** DATA FOR ANALYSIS follows **

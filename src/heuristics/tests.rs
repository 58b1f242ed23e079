//! Tests for the pricing heuristics

use chrono::NaiveDate;

use super::{compute_price_for_date, month_seasonality, PriceInputs};

fn date(y: i32, m: u32, d: u32) -> NaiveDate {
    NaiveDate::from_ymd_opt(y, m, d).unwrap()
}

#[test]
fn test_friday_in_july_no_baseline() {
    // 2025-07-04 is a Friday: 150 base + 20 weekend + 15 July seasonality
    let out = compute_price_for_date(date(2025, 7, 4), &PriceInputs::default());
    assert_eq!(out.price_rec, 185.00);
    assert_eq!(out.price_min, 165.00);
    assert_eq!(out.price_max, 205.00);
    assert_eq!(out.drivers, vec!["Weekend uplift", "Seasonality"]);
}

#[test]
fn test_midweek_with_published_rate() {
    // 2025-02-12 is a Wednesday: 200 - 10 midweek, no February seasonality
    let inputs = PriceInputs {
        published_rate: Some(200.0),
        ..Default::default()
    };
    let out = compute_price_for_date(date(2025, 2, 12), &inputs);
    assert_eq!(out.price_rec, 190.00);
    assert_eq!(out.drivers, vec!["Midweek softness"]);
}

#[test]
fn test_sunday_gets_no_day_of_week_adjustment() {
    // 2025-02-16 is a Sunday: no uplift despite being "weekend"
    let out = compute_price_for_date(date(2025, 2, 16), &PriceInputs::default());
    assert_eq!(out.price_rec, 150.00);
    assert!(out.drivers.is_empty());
}

#[test]
fn test_monday_and_thursday_untouched() {
    // 2025-02-17 Monday, 2025-02-20 Thursday
    for d in [date(2025, 2, 17), date(2025, 2, 20)] {
        let out = compute_price_for_date(d, &PriceInputs::default());
        assert_eq!(out.price_rec, 150.00, "{d} should get no adjustment");
    }
}

#[test]
fn test_event_impact_clamped() {
    let inputs = PriceInputs {
        event_impact: Some(2.0), // clamped to 1.0 -> +25
        ..Default::default()
    };
    // 2025-01-06 Monday, no seasonality
    let out = compute_price_for_date(date(2025, 1, 6), &inputs);
    assert_eq!(out.price_rec, 175.00);
    assert_eq!(out.drivers, vec!["Event impact"]);
}

#[test]
fn test_zero_event_impact_does_not_fire() {
    let inputs = PriceInputs {
        event_impact: Some(0.0),
        ..Default::default()
    };
    let out = compute_price_for_date(date(2025, 1, 6), &inputs);
    assert!(out.drivers.is_empty());
}

#[test]
fn test_high_occupancy_uplift() {
    let inputs = PriceInputs {
        occupancy_pct: Some(0.9),
        ..Default::default()
    };
    // Monday base 150 + min(20, 8 + 0.1*100*0.5) = 150 + 13
    let out = compute_price_for_date(date(2025, 1, 6), &inputs);
    assert_eq!(out.price_rec, 163.00);
    assert_eq!(out.drivers, vec!["High occupancy"]);
}

#[test]
fn test_high_occupancy_uplift_capped() {
    let inputs = PriceInputs {
        occupancy_pct: Some(1.0),
        ..Default::default()
    };
    // 8 + 0.2*100*0.5 = 18, under the 20 cap
    let out = compute_price_for_date(date(2025, 1, 6), &inputs);
    assert_eq!(out.price_rec, 168.00);
}

#[test]
fn test_low_occupancy_softness() {
    let inputs = PriceInputs {
        occupancy_pct: Some(0.1),
        ..Default::default()
    };
    // 150 - min(15, 5 + 0.2*100*0.3) = 150 - 11
    let out = compute_price_for_date(date(2025, 1, 6), &inputs);
    assert_eq!(out.price_rec, 139.00);
    assert_eq!(out.drivers, vec!["Low occupancy softness"]);
}

#[test]
fn test_mid_band_occupancy_no_adjustment() {
    for occ in [0.31, 0.5, 0.79] {
        let inputs = PriceInputs {
            occupancy_pct: Some(occ),
            ..Default::default()
        };
        let out = compute_price_for_date(date(2025, 1, 6), &inputs);
        assert_eq!(out.price_rec, 150.00, "occ {occ} should not adjust");
    }
}

#[test]
fn test_negative_occupancy_ignored() {
    let inputs = PriceInputs {
        occupancy_pct: Some(-0.5),
        ..Default::default()
    };
    let out = compute_price_for_date(date(2025, 1, 6), &inputs);
    assert_eq!(out.price_rec, 150.00);
    assert!(out.drivers.is_empty());
}

#[test]
fn test_pickup_contribution_capped() {
    let inputs = PriceInputs {
        pickup_24h: Some(3.0),
        ..Default::default()
    };
    // 2 + 0.8*3 = 4.4
    let out = compute_price_for_date(date(2025, 1, 6), &inputs);
    assert_eq!(out.price_rec, 154.40);
    assert_eq!(out.drivers, vec!["High pickup"]);

    let inputs = PriceInputs {
        pickup_24h: Some(50.0),
        ..Default::default()
    };
    let out = compute_price_for_date(date(2025, 1, 6), &inputs);
    assert_eq!(out.price_rec, 160.00); // capped at +10
}

#[test]
fn test_driver_order_follows_rule_order() {
    // Friday in August with everything firing
    let inputs = PriceInputs {
        published_rate: Some(100.0),
        occupancy_pct: Some(0.95),
        pickup_24h: Some(5.0),
        event_impact: Some(0.5),
    };
    let out = compute_price_for_date(date(2025, 8, 1), &inputs);
    assert_eq!(
        out.drivers,
        vec!["Weekend uplift", "Seasonality", "Event impact", "High occupancy", "High pickup"]
    );
}

#[test]
fn test_determinism() {
    let inputs = PriceInputs {
        published_rate: Some(123.45),
        occupancy_pct: Some(0.85),
        pickup_24h: Some(2.0),
        event_impact: Some(0.3),
    };
    let a = compute_price_for_date(date(2025, 6, 14), &inputs);
    let b = compute_price_for_date(date(2025, 6, 14), &inputs);
    assert_eq!(a, b);
}

#[test]
fn test_band_is_strict() {
    let out = compute_price_for_date(date(2025, 7, 4), &PriceInputs::default());
    assert!(out.price_min < out.price_rec);
    assert!(out.price_rec < out.price_max);
    assert!(out.price_min >= 0.0);
}

#[test]
fn test_month_seasonality_table() {
    assert_eq!(month_seasonality(6), 10.0);
    assert_eq!(month_seasonality(7), 15.0);
    assert_eq!(month_seasonality(8), 10.0);
    assert_eq!(month_seasonality(12), 5.0);
    assert_eq!(month_seasonality(1), 0.0);
    assert_eq!(month_seasonality(11), 0.0);
}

** End of DATA FOR ANALYSIS **

DIRECTIONS
Count each line of the entries that holds the word "heuristics", then state the total and nothing more.

SOLUTION BELOW
2